◆ Exercise ◆
Every line below that holds "async" must be copied.
** Opening Input data block **
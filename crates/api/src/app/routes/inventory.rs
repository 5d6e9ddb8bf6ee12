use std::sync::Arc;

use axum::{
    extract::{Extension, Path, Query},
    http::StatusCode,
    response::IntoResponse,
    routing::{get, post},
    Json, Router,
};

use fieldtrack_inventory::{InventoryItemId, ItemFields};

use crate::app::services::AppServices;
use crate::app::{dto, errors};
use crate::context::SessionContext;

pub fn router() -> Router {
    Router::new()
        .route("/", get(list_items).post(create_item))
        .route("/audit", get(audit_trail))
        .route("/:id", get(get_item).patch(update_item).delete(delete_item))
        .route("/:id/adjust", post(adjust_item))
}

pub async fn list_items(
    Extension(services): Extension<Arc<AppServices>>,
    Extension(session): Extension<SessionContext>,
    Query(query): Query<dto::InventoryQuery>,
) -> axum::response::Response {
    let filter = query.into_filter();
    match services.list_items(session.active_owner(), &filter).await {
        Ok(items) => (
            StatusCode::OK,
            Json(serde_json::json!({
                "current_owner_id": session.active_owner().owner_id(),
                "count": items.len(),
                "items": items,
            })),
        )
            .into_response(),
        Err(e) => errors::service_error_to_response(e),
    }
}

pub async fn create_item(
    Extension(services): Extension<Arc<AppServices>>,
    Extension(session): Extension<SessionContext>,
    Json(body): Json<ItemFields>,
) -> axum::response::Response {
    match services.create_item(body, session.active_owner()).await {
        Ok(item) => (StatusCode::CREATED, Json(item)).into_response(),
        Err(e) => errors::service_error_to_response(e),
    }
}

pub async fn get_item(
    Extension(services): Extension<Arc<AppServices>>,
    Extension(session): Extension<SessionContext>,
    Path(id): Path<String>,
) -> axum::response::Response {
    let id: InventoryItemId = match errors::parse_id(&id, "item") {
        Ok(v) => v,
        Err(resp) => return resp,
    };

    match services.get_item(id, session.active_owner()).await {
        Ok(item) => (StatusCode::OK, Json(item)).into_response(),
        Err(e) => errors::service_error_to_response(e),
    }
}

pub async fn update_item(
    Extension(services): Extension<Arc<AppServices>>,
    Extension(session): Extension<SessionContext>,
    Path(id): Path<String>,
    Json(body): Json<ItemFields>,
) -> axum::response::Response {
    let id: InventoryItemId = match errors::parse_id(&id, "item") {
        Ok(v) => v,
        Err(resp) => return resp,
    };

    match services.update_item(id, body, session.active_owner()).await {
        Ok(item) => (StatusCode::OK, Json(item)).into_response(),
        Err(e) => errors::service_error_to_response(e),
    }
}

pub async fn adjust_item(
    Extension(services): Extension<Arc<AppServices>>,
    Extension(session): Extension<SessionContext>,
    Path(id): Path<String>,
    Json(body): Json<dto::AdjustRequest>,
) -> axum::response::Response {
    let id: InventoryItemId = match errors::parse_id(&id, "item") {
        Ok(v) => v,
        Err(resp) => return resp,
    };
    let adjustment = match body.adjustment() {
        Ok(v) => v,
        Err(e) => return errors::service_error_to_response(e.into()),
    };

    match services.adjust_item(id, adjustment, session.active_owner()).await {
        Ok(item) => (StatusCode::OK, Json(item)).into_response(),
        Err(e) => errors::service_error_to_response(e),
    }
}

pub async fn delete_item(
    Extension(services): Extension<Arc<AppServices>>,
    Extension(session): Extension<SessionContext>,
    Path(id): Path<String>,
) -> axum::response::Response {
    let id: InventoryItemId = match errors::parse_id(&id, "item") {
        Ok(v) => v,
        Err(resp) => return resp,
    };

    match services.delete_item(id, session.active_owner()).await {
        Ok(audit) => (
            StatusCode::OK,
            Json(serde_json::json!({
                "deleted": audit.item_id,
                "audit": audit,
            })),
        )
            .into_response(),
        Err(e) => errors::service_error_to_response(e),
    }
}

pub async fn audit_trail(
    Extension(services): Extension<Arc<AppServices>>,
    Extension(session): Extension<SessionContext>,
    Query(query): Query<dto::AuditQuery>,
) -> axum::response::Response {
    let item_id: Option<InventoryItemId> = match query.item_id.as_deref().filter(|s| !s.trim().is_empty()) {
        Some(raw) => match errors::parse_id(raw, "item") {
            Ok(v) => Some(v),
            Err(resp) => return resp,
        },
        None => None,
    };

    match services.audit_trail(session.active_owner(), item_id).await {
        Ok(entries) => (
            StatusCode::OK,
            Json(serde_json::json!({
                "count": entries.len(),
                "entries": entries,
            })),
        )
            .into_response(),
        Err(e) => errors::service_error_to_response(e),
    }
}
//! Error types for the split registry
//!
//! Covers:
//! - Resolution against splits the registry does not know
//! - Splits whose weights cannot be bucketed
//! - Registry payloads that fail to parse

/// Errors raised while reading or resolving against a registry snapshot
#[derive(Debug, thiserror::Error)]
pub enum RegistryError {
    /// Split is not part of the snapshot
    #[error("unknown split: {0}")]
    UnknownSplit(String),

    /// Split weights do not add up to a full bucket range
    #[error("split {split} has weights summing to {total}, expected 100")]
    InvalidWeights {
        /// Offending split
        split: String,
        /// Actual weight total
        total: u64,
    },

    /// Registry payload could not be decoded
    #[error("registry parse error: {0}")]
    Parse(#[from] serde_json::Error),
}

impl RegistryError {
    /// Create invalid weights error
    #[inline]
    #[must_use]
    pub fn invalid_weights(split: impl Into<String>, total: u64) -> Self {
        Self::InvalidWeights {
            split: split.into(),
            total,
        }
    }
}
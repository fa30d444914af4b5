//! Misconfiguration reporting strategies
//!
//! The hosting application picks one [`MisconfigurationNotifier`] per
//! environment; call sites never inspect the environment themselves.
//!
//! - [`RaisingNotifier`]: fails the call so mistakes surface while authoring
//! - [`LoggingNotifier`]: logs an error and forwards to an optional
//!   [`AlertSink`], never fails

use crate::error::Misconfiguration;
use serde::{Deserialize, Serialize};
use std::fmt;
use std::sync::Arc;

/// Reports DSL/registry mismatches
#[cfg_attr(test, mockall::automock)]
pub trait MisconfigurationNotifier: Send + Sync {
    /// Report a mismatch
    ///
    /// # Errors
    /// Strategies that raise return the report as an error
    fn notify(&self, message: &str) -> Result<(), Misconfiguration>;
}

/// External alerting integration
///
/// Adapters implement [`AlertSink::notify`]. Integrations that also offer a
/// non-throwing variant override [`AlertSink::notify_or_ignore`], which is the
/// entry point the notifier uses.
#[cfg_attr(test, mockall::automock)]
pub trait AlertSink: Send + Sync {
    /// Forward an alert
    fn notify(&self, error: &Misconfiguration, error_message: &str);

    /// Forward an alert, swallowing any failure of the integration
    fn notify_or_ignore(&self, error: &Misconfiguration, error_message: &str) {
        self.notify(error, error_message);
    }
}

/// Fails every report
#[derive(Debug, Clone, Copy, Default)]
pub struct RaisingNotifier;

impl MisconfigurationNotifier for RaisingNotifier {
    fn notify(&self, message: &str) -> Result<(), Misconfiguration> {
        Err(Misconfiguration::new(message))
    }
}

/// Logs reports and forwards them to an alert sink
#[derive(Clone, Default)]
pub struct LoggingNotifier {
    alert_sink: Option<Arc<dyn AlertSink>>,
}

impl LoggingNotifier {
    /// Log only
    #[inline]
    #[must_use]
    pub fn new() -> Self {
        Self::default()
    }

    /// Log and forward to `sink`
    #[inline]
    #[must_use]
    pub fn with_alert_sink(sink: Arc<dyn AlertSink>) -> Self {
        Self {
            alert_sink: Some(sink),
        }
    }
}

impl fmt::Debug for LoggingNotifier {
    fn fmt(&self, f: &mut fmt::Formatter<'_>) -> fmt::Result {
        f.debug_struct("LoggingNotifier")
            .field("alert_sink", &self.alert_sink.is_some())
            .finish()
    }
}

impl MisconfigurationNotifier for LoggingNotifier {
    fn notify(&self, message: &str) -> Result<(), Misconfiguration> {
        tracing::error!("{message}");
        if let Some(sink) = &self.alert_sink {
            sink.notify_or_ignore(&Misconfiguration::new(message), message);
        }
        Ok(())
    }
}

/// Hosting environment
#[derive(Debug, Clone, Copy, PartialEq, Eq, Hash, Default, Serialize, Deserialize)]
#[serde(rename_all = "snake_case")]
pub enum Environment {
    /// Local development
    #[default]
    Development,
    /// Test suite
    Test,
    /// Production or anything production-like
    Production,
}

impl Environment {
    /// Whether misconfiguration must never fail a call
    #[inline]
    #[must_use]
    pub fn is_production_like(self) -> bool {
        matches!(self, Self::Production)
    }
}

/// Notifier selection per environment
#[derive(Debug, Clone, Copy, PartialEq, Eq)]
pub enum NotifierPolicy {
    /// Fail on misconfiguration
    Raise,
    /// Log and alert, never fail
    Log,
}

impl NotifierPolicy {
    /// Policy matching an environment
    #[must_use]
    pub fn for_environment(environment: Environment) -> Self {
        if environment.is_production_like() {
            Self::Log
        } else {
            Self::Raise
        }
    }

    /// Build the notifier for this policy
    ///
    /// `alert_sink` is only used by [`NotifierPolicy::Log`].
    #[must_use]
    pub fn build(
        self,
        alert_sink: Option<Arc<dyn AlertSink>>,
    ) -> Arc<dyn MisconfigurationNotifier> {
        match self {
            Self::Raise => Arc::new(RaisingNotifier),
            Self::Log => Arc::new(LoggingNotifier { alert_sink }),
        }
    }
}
** Closing Input data block **
** Opening Input data block **
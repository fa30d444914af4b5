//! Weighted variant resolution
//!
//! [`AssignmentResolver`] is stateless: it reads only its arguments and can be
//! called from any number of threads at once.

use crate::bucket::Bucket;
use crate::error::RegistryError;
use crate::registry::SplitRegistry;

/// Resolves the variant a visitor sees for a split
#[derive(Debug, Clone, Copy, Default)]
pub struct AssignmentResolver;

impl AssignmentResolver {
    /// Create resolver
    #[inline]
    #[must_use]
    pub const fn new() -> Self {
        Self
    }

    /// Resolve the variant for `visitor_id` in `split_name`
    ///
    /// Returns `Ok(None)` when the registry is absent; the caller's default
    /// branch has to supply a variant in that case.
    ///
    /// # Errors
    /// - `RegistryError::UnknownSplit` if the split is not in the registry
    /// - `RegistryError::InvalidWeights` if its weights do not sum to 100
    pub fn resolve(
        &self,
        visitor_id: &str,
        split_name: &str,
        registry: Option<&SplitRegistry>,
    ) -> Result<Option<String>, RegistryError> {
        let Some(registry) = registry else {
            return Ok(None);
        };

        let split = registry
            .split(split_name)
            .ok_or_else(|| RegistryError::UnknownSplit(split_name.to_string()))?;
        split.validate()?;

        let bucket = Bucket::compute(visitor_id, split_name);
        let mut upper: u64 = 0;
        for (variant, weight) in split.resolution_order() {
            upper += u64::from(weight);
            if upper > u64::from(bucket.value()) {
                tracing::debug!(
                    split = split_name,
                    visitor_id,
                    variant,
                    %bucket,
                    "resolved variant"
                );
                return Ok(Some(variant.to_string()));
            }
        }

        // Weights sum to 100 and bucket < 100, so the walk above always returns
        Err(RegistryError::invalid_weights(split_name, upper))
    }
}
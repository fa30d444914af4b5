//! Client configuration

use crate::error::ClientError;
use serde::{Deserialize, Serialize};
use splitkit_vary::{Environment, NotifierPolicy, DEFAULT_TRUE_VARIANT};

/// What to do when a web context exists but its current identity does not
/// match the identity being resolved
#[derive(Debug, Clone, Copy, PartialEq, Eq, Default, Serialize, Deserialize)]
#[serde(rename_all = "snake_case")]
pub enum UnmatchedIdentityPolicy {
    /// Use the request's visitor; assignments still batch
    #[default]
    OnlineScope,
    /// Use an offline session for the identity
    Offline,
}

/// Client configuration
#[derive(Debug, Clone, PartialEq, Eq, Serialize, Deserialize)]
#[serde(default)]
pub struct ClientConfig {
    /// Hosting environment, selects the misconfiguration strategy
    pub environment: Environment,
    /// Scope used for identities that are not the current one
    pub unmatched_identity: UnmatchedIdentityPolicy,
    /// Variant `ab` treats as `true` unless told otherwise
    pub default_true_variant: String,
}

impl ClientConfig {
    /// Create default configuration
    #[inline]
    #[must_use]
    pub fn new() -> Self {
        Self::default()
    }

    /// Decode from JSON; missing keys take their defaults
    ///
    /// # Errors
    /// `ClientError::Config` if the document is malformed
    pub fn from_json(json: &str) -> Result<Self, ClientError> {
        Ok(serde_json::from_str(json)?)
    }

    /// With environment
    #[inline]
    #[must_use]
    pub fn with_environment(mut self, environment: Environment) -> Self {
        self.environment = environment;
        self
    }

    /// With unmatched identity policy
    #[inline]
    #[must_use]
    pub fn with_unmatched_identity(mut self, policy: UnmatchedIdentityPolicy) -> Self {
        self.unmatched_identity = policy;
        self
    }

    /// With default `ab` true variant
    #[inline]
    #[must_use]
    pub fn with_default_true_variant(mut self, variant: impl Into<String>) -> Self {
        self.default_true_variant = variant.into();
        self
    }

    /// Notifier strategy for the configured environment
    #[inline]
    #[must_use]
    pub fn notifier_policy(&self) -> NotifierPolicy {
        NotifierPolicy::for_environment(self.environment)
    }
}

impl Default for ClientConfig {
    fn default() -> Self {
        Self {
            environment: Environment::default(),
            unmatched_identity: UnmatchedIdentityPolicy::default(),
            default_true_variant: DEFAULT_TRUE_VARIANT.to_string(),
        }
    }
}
** Closing Input data block **
** Opening Input data block **
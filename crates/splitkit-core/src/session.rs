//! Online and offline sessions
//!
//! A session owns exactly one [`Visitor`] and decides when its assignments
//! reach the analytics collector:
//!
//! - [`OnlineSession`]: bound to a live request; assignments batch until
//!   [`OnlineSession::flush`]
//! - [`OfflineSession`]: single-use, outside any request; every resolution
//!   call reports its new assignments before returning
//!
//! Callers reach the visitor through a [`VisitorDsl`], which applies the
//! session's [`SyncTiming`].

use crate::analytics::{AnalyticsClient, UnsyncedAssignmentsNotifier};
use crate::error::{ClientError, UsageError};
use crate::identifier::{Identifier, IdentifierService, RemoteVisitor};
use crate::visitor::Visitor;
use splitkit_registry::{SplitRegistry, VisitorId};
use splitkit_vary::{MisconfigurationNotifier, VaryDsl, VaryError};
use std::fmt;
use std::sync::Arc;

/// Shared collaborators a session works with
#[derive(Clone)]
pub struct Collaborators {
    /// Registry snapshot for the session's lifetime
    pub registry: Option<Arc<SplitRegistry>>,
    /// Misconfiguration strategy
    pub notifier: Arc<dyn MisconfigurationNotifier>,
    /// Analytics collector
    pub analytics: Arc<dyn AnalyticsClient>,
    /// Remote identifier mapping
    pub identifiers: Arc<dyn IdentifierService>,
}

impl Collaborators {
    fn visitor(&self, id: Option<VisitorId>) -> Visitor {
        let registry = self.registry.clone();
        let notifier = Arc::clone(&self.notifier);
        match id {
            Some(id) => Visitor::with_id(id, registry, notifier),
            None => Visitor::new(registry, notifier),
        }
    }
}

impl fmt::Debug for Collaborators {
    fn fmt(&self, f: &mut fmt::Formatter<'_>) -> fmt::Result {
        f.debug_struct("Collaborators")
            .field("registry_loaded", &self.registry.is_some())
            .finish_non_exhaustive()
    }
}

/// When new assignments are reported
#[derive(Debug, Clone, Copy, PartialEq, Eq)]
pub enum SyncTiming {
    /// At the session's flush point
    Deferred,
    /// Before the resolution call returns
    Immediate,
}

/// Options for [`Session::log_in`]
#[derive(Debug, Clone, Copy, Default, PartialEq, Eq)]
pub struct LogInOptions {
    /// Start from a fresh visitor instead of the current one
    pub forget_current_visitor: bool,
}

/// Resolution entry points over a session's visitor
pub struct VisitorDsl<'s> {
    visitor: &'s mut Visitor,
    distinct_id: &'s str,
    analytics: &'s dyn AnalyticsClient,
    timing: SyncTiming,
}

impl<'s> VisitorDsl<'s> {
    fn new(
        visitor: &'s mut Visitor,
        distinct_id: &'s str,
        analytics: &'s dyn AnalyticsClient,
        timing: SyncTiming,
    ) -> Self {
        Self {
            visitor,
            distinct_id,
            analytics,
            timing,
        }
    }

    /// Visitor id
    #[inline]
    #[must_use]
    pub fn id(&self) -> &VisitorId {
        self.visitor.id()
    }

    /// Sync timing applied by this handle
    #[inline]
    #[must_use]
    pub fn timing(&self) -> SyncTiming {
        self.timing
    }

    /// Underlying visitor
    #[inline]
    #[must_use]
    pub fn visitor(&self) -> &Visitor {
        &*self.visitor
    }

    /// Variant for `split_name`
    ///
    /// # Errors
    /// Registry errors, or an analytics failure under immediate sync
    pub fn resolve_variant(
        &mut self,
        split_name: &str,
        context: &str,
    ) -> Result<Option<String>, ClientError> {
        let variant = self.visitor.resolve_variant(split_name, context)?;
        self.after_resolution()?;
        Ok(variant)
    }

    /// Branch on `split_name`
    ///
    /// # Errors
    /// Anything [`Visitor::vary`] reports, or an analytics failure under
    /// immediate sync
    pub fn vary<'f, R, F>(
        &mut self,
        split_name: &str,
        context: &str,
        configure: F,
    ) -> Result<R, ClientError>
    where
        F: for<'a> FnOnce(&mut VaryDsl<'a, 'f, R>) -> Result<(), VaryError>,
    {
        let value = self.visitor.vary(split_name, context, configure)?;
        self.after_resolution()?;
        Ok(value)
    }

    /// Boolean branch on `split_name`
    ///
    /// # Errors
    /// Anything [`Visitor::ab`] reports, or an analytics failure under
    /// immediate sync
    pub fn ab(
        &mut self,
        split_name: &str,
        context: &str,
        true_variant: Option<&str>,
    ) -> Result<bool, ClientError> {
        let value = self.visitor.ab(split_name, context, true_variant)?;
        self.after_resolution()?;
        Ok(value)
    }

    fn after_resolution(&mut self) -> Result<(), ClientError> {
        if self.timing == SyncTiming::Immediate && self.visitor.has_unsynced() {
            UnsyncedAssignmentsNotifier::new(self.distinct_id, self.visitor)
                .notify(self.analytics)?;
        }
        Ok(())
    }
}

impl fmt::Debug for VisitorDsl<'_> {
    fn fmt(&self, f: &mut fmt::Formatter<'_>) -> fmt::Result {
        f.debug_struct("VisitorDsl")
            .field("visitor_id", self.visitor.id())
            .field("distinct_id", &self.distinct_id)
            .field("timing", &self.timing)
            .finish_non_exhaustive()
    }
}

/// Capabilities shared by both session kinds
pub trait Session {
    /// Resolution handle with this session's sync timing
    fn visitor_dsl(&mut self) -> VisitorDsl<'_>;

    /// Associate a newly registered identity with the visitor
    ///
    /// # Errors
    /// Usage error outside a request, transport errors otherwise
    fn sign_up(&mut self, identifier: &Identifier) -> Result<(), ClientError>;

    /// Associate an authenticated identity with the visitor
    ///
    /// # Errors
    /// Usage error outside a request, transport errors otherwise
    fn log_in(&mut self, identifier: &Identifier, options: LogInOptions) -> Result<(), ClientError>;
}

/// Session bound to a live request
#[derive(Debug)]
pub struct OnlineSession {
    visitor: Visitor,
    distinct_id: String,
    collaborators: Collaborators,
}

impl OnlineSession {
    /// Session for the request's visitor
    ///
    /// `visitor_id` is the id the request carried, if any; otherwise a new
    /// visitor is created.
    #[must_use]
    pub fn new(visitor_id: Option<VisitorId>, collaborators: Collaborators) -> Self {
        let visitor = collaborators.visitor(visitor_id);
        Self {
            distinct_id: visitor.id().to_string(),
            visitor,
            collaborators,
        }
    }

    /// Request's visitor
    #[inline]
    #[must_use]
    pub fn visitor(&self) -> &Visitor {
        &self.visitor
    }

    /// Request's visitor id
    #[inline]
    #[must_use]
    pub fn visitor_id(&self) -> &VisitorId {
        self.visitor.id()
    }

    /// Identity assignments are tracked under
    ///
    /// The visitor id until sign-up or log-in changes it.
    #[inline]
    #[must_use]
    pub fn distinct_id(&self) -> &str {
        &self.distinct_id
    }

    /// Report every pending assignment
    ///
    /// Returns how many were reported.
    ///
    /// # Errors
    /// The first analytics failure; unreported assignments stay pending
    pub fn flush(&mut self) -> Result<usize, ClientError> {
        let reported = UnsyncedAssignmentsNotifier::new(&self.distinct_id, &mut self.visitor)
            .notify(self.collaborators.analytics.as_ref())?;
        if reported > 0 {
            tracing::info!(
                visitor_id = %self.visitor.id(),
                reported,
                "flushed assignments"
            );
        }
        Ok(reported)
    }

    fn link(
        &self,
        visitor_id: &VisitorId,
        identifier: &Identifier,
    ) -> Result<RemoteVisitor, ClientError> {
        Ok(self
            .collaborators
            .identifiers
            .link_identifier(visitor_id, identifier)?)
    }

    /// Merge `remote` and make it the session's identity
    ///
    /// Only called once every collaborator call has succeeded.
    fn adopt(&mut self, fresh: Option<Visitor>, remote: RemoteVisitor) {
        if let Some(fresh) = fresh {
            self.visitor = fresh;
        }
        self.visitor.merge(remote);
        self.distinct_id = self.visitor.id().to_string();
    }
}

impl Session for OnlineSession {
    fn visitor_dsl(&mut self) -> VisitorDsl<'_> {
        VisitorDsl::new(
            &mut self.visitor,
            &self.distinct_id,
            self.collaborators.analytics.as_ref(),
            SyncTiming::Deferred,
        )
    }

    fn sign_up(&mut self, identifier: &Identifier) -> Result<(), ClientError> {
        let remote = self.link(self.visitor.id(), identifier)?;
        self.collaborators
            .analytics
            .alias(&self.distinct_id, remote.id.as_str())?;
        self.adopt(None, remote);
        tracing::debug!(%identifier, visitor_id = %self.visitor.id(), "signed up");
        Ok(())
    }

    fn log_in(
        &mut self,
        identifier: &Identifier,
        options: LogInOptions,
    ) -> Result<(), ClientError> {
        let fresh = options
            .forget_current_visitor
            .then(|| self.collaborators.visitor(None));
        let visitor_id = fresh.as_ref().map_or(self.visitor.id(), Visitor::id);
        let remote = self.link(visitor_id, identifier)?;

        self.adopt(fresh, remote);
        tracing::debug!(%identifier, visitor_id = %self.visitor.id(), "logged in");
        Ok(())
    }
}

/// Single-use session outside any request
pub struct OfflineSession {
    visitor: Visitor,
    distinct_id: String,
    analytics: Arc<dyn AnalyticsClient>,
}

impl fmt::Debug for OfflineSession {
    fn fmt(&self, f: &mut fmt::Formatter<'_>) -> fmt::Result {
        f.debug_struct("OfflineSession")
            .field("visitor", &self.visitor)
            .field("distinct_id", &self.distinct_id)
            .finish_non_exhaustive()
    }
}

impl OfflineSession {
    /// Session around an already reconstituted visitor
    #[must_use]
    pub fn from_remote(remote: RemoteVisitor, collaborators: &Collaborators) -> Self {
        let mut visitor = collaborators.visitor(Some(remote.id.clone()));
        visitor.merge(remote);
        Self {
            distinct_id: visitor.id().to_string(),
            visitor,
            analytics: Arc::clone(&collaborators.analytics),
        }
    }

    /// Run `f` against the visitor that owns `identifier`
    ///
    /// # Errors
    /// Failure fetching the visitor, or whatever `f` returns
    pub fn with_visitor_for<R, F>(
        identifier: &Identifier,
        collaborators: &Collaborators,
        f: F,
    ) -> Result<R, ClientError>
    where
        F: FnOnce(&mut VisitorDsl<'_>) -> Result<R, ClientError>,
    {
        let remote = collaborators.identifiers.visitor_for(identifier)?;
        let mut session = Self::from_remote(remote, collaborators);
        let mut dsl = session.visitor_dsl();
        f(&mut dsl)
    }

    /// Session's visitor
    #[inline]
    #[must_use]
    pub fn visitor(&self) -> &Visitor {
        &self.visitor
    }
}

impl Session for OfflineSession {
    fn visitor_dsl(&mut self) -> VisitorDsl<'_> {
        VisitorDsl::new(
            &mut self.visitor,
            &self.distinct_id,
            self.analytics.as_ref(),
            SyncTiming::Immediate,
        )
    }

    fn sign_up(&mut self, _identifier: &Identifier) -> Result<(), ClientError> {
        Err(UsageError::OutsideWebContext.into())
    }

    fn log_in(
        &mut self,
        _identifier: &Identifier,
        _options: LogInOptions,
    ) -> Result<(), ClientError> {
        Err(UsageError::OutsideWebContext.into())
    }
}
** Closing Input data block **
◆ Result ◆
pub async fn list_items(
pub async fn create_item(
pub async fn get_item(
pub async fn update_item(
pub async fn adjust_item(
pub async fn delete_item(
pub async fn audit_trail(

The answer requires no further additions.